● Directions: The answer should consist of each line below that contains the word "slice".

** Opening Excerpted records block **

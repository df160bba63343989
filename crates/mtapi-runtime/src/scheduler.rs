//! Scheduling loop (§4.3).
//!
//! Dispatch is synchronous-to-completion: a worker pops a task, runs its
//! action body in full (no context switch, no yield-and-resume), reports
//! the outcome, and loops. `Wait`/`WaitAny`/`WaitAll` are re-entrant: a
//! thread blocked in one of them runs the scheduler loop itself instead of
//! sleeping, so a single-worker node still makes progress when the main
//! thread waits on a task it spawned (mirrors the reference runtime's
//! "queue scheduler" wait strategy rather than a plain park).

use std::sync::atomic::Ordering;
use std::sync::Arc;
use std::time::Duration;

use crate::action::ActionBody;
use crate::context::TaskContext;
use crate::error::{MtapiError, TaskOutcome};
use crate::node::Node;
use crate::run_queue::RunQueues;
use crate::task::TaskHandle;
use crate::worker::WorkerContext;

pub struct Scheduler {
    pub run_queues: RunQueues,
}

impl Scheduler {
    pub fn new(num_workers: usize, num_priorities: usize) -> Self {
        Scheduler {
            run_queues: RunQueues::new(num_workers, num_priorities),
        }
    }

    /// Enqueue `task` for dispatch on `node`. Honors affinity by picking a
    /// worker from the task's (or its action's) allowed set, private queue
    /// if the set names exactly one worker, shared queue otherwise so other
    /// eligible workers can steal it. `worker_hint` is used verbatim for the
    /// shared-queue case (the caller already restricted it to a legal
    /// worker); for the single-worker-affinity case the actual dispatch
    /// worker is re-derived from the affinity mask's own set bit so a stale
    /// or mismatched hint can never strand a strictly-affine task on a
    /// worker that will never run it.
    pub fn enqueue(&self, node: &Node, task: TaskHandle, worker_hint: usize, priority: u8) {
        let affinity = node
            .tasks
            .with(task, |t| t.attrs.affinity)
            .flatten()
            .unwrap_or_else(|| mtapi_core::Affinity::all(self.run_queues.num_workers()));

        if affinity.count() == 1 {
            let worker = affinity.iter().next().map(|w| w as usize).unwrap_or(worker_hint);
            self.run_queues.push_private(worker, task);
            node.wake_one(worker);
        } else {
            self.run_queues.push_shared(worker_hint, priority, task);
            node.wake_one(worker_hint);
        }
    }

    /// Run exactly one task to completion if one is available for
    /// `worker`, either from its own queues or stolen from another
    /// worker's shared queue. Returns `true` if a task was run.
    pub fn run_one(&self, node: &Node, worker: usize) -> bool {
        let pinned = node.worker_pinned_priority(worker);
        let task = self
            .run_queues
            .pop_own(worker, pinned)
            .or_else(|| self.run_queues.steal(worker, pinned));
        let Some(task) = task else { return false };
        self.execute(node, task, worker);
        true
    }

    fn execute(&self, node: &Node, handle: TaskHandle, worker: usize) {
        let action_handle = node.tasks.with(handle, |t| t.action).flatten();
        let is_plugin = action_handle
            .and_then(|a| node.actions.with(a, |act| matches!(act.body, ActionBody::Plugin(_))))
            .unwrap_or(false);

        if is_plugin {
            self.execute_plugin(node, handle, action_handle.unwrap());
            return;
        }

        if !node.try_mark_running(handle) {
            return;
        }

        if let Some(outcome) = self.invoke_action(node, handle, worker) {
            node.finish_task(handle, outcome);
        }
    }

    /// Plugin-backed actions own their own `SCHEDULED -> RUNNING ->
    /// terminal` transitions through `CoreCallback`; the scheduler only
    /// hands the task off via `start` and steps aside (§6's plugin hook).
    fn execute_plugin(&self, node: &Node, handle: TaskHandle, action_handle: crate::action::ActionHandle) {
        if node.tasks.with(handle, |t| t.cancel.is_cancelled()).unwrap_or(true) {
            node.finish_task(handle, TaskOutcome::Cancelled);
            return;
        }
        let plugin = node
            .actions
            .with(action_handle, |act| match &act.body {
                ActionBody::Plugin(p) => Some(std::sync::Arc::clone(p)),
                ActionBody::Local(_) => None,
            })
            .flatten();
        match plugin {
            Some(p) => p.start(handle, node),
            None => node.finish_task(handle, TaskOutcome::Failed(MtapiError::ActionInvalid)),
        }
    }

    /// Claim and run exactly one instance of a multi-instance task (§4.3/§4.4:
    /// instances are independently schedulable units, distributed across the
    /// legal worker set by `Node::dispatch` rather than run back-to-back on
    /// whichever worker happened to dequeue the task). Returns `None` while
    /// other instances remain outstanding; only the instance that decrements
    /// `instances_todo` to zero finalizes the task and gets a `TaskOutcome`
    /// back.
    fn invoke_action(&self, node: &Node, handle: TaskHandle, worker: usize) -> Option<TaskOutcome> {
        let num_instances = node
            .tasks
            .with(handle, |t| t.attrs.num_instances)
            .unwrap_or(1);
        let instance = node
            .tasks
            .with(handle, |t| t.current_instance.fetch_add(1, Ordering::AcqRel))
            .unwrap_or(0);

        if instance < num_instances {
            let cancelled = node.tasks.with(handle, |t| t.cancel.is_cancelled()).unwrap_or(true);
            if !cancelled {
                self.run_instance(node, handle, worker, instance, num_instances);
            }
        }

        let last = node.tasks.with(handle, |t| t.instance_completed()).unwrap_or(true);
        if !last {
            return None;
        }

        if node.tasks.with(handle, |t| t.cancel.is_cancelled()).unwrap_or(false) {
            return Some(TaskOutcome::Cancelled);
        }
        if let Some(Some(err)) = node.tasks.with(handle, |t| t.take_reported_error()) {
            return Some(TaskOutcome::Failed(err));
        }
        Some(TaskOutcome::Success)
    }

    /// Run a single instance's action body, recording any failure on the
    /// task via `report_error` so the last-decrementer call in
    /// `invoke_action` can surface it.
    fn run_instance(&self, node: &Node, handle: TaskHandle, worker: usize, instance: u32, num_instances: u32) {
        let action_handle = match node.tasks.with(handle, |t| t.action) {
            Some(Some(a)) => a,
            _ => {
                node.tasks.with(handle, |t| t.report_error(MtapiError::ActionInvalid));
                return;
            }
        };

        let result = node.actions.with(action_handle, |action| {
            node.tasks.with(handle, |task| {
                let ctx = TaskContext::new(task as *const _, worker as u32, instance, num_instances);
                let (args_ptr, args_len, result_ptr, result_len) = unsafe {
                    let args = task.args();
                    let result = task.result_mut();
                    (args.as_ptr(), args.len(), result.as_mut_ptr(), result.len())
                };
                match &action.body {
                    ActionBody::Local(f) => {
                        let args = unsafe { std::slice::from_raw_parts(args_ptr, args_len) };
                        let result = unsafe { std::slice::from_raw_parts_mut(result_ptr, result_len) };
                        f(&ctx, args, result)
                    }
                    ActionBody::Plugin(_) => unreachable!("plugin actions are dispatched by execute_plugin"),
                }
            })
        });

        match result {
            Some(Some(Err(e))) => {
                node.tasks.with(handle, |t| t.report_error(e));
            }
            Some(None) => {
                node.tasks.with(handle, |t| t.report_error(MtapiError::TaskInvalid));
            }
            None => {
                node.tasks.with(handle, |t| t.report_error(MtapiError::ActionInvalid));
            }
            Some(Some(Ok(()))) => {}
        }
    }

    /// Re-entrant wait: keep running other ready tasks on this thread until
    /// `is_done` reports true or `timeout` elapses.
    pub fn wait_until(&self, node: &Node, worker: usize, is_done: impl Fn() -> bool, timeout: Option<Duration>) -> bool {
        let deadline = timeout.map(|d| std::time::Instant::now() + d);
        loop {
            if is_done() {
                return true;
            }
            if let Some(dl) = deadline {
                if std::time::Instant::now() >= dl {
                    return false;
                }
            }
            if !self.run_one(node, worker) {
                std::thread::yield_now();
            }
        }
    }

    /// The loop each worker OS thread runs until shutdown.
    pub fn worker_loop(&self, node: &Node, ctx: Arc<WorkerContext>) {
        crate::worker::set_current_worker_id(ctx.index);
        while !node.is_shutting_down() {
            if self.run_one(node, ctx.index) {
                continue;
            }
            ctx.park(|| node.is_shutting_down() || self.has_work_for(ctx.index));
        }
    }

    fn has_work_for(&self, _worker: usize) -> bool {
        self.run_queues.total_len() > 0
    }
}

** Closing Excerpted records block **

● Solution to the exercise:
                        let args = unsafe { std::slice::from_raw_parts(args_ptr, args_len) };
                        let result = unsafe { std::slice::from_raw_parts_mut(result_ptr, result_len) };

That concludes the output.